Flaum v. Birnbaum

115 A.D.2d 1004 | N.Y. App. Div. | 1985

Order unanimously modified, on the law, by striking the paragraph directing defendant Saul I. Birnbaum to place $502,500 in an escrow account and, as modified, affirmed, without costs. Memorandum: Plaintiff Ilene Flaum commenced an action against defendant Saul Birnbaum seeking an accounting and various forms of injunctive relief. The complaint alleged that although Ilene Flaum owns a 25% interest in Cherry Hill Shopping Center, located in New Jersey, she has not received her share of the profits from the venture. She also alleged that defendant, who owns a 50% interest in the shopping center, has made commitments to expand the shopping center, borrowed substantial sums using the property as collateral, entered into an unknown number of leases for the property, and has disbursed in excess of $500,000 to himself and his wife from profits of the shopping center.

Following a hearing, Special Term granted a preliminary injunction, enjoining defendant from expending revenues from the property and ordering defendant to furnish the court and plaintiff’s counsel with any lease, contracts or commitments relating to the shopping center by July 10, 1985. On July 18, 1985, defendant requested an extension of the time until *1005August 1, 1985 to produce these required documents. However, on July 28, 1985, defendant simultaneously turned the documents over to the court and moved for a protective order prohibiting disclosure of these documents to plaintiff or, in the alternative, for a preliminary injunction prohibiting plaintiff from interfering in any way with the ongoing contractual commitments related to the Cherry Hill property. Plaintiff cross-moved for what was denominated contempt. Preliminarily, we note that Special Term correctly treated plaintiff’s cross motion as one for pendente lite injunctive relief. The cross motion did not comply with the notice requirement of Judiciary Law § 756, plaintiff did not request a finding of contempt, and in an affidavit supporting the cross motion, plaintiff’s attorney specifically stated that plaintiff was not seeking punishment for contempt by way of a fine or imprisonment (Judiciary Law § 770; Couture v Garland, 105 AD2d 1158, appeal dismissed 64 NY2d 1040). The affidavit supporting the cross motion clearly indicates that plaintiff was seeking an order requiring defendant to comply with the court’s previous disclosure order, deposit all shopping center revenues in an account with cosignature requirements, and refund the sum of $502,500, distributed to defendant and his wife, to the shopping center account. Special Term denied defendant’s motion for a protective order in toto and granted plaintiff’s cross motion to the extent that it ordered that all revenues from Cherry Hill be deposited in an account with Citibank with cosignature requirements, and ordered defendant to deposit $502,500 into an escrow account pending further order of the court. Defendant’s contentions that the court lacked jurisdiction to find him in contempt without holding an evidentiary hearing are without merit. The court did not find defendant in contempt, nor did it impose sanctions for contempt. The court merely granted plaintiff relief on her cross motion.

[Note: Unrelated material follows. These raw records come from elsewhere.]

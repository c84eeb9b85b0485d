#[path = "../src/rules.rs"]
mod rules;

use rules::{RuleSet, RuleSpec};

fn main() {
    divan::main();
}

fn make_lines(len: usize) -> Vec<String> {
    (0..len)
        .map(|idx| {
            if idx % 10 == 0 {
                format!("error[E0308]: mismatched types --> src/module_{idx}.rs:{}:{}", idx + 1, idx % 80)
            } else {
                format!("   Compiling crate-{idx:05} v0.1.{idx} (/home/dev/work/crate-{idx:05})")
            }
        })
        .collect()
}

fn extra_rules() -> RuleSet {
    RuleSet::compile(&[
        RuleSpec::default_rule(),
        RuleSpec {
            id: "python".to_string(),
            regex: r#"File "([^"]+)", line (\d+)"#.to_string(),
            file_group: 1,
            line_group: 2,
            column_group: 0,
        },
        RuleSpec {
            id: "todo".to_string(),
            regex: r"\bTODO\b".to_string(),
            file_group: 0,
            line_group: 0,
            column_group: 0,
        },
    ])
    .expect("bench rules compile")
}

#[divan::bench(args = [100usize, 1000usize, 10000usize])]
fn rules_any_match_default(bencher: divan::Bencher, len: usize) {
    let rules = RuleSet::default_rules();
    let lines = make_lines(len);
    bencher.counter(len).bench(|| {
        let matched = lines.iter().filter(|line| rules.any_match(line).0).count();
        divan::black_box(matched);
    });
}

#[divan::bench(args = [100usize, 1000usize, 10000usize])]
fn rules_any_match_three_rules(bencher: divan::Bencher, len: usize) {
    let rules = extra_rules();
    let lines = make_lines(len);
    bencher.counter(len).bench(|| {
        let matched = lines.iter().filter(|line| rules.any_match(line).0).count();
        divan::black_box(matched);
    });
}

#[divan::bench(args = [100usize, 1000usize])]
fn rules_all_spans(bencher: divan::Bencher, len: usize) {
    let rules = extra_rules();
    let lines = make_lines(len);
    bencher.counter(len).bench(|| {
        let spans: usize = lines.iter().map(|line| rules.all_spans(line).len()).sum();
        divan::black_box(spans);
    });
}

#[divan::bench]
fn rules_extract_location(bencher: divan::Bencher) {
    let rules = RuleSet::default_rules();
    let line = "warning: unused variable `x` --> ./src/viewer/render_cells.rs:1042:17";
    bencher.bench(|| divan::black_box(rules.extract_path_line_col(line)));
}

The court properly ordered defendant to place all proceeds from the shopping center into an account with cosignature requirements. Temporary injunctive relief, granted to protect a business where ownership is in dispute and operational control is in the hands of one of the disputants, is in the discretion of the court (see, R & J Bottling Co. v Rosenthal, 40 AD2d 911) and should not be disturbed unless that discretion has been abused (Gambar Enters. v Kelly Servs., 69 AD2d 297, 306).

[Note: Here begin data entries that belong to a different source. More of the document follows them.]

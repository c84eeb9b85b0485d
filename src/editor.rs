//! Opens the location referenced by an activated line in the user's editor.
//!
//! Templates are shell-like command strings. After splitting, each argument has `${VAR}` /
//! `$VAR` references expanded from `__FILE__`, `__LINE__`, `__COLUMN__`, `PWD`, then the
//! process environment. The same variables are exported to the editor process.

use std::collections::BTreeMap;
use std::io::Write;
use std::path::PathBuf;
use std::process::{Command, Stdio};
use std::sync::Arc;

use serde::Serialize;
use tracing::{debug, info};

use crate::rules::RuleSet;
use crate::viewer::{Activation, ActivationHook};

pub const FILE_VAR: &str = "__FILE__";
pub const LINE_VAR: &str = "__LINE__";
pub const COLUMN_VAR: &str = "__COLUMN__";
pub const LINE_FILE_PREFIX: &str = "ot-line-";

#[derive(Debug, thiserror::Error)]
pub enum EditorError {
    #[error("no editor template configured (need editor.file, editor.file_line or editor.file_line_col)")]
    NoTemplate,
    #[error("invalid editor template: {0}")]
    InvalidTemplate(String),
    #[error("editor argv is empty after expansion")]
    EmptyArgv,
    #[error("editor exited with {0}")]
    Failed(std::process::ExitStatus),
    #[error("io error: {0}")]
    Io(#[from] std::io::Error),
    #[error("json error: {0}")]
    Json(#[from] serde_json::Error),
}

#[derive(Debug, Clone, PartialEq, Eq, Serialize)]
pub struct EditorConfig {
    pub file: Option<String>,
    pub file_line: Option<String>,
    pub file_line_col: Option<String>,
    pub pretty_json: bool,
    /// Run the editor in the viewer's terminal and wait for it to exit.
    pub wait: bool,
    #[serde(skip)]
    pub scratch_dir: PathBuf,
}

impl Default for EditorConfig {
    fn default() -> Self {
        Self::for_command("vi")
    }
}

impl EditorConfig {
    /// Templates for a terminal editor that understands `+LINE FILE`.
    pub fn for_command(command: &str) -> Self {
        Self {
            file: Some(format!("{command} ${{{FILE_VAR}}}")),
            file_line: Some(format!("{command} +${{{LINE_VAR}}} ${{{FILE_VAR}}}")),
            file_line_col: None,
            pretty_json: true,
            wait: true,
            scratch_dir: std::env::temp_dir(),
        }
    }
}

#[derive(Debug, Clone, PartialEq, Eq)]
pub struct LaunchPlan {
    pub argv: Vec<String>,
    pub vars: BTreeMap<String, String>,
}

pub struct EditorLauncher {
    rules: Arc<RuleSet>,
    config: EditorConfig,
    env: BTreeMap<String, String>,
    cwd: PathBuf,
}

impl EditorLauncher {
    pub fn new(rules: Arc<RuleSet>, config: EditorConfig) -> Self {
        let env = std::env::vars().collect();
        let cwd = std::env::current_dir().unwrap_or_default();
        Self::with_env(rules, config, env, cwd)
    }

    pub fn with_env(
        rules: Arc<RuleSet>,
        config: EditorConfig,
        env: BTreeMap<String, String>,
        cwd: PathBuf,
    ) -> Self {
        Self { rules, config, env, cwd }
    }

    /// Resolves the argv for `line`. Lines without a location are written to a scratch
    /// JSON file which is then opened with the plain `file` template.
    pub fn plan(&self, line: &str) -> Result<LaunchPlan, EditorError> {
        let (file, line_no, column) = match self.rules.extract_path_line_col(line) {
            Some(location) => (location.file, location.line, location.column),
            None => (self.write_line_file(line)?.display().to_string(), 0, 0),
        };

        let template = match (&self.config.file_line_col, &self.config.file_line) {
            (Some(template), _) if line_no > 0 && column > 0 => template,
            (_, Some(template)) if line_no > 0 => template,
            _ => self.config.file.as_ref().ok_or(EditorError::NoTemplate)?,
        };

        let mut vars = BTreeMap::new();
        vars.insert("PWD".to_string(), self.cwd.display().to_string());
        vars.insert(FILE_VAR.to_string(), file);
        vars.insert(LINE_VAR.to_string(), line_no.to_string());
        vars.insert(COLUMN_VAR.to_string(), column.to_string());

        let parts = shlex::split(template)
            .ok_or_else(|| EditorError::InvalidTemplate(template.clone()))?;
        let lookup = |name: &str| vars.get(name).or_else(|| self.env.get(name)).cloned();
        let argv: Vec<String> = parts.iter().map(|part| expand_vars(part, &lookup)).collect();
        if argv.first().map_or(true, |program| program.is_empty()) {
            return Err(EditorError::EmptyArgv);
        }
        Ok(LaunchPlan { argv, vars })
    }

    fn write_line_file(&self, line: &str) -> Result<PathBuf, EditorError> {
        #[derive(Serialize)]
        struct LinePayload<'a> {
            line: &'a str,
        }

        let payload = LinePayload { line };
        let bytes = if self.config.pretty_json {
            serde_json::to_vec_pretty(&payload)?
        } else {
            serde_json::to_vec(&payload)?
        };
        let mut file = tempfile::Builder::new()
            .prefix(LINE_FILE_PREFIX)
            .suffix(".json")
            .tempfile_in(&self.config.scratch_dir)?;
        file.write_all(&bytes)?;
        let (_, path) = file.keep().map_err(|err| err.error)?;
        debug!(path = %path.display(), "wrote unlocated line for editor");
        Ok(path)
    }

    fn launch(&self, plan: &LaunchPlan) -> Result<(), EditorError> {
        let (program, args) = plan.argv.split_first().ok_or(EditorError::EmptyArgv)?;
        let mut cmd = Command::new(program);
        cmd.args(args).envs(&plan.vars);
        if self.config.wait {
            let status = cmd.status()?;
            if !status.success() {
                return Err(EditorError::Failed(status));
            }
        } else {
            cmd.stdin(Stdio::null()).stdout(Stdio::null()).stderr(Stdio::null()).spawn()?;
        }
        Ok(())
    }
}

impl ActivationHook for EditorLauncher {
    fn activate(&mut self, line: &str) -> Activation {
        let plan = match self.plan(line) {
            Ok(plan) => plan,
            Err(err) => return Activation { argv: Vec::new(), error: Some(err.to_string()) },
        };
        info!(argv = ?plan.argv, "launching editor");
        let error = self.launch(&plan).err().map(|err| err.to_string());
        Activation { argv: plan.argv, error }
    }

    fn needs_terminal(&self) -> bool {
        self.config.wait
    }
}

/// Expands `${NAME}` and `$NAME`. Unknown names expand to nothing; a `$` that does not
/// start a reference is kept.
pub fn expand_vars<F>(input: &str, lookup: &F) -> String
where
    F: Fn(&str) -> Option<String>,
{
    let mut out = String::with_capacity(input.len());
    let mut rest = input;
    while let Some(pos) = rest.find('$') {
        out.push_str(&rest[..pos]);
        let after = &rest[pos + 1..];
        if let Some(braced) = after.strip_prefix('{') {
            if let Some(end) = braced.find('}') {
                out.push_str(&lookup(&braced[..end]).unwrap_or_default());
                rest = &braced[end + 1..];
                continue;
            }
        } else {
            let len = after
                .find(|ch: char| !(ch.is_ascii_alphanumeric() || ch == '_'))
                .unwrap_or(after.len());
            if len > 0 {
                out.push_str(&lookup(&after[..len]).unwrap_or_default());
                rest = &after[len..];
                continue;
            }
        }
        out.push('$');
        rest = after;
    }
    out.push_str(rest);
    out
}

However, the court abused its discretion by ordering defendant to deposit the sum of $502,500 into an escrow account. The disbursement of these funds to himself and his wife was *1006made by defendant before plaintiff commenced the instant action. Injunctive relief should be prospective in nature and should not ordinarily be granted to operate on an act already accomplished (12 Carmody-Wait 2d, NY Prac, Injunctions, § 78:2, at 8-9). Also, there are no allegations that defendant is insolvent. Plaintiff has an adequate remedy at law if the sum distributed to defendant and his wife was in derogation of plaintiff’s rights (see, Grant Co. v Srogi, 52 NY2d 496, 517; Grogan v Saint Bonaventure Univ., 91 AD2d 855). (Appeal from order of Supreme Court, Monroe County, Boehm, J.— protective order.) Present — Doerr, J. P, Boomer, O’Donnell, Pine and Schnepp, JJ.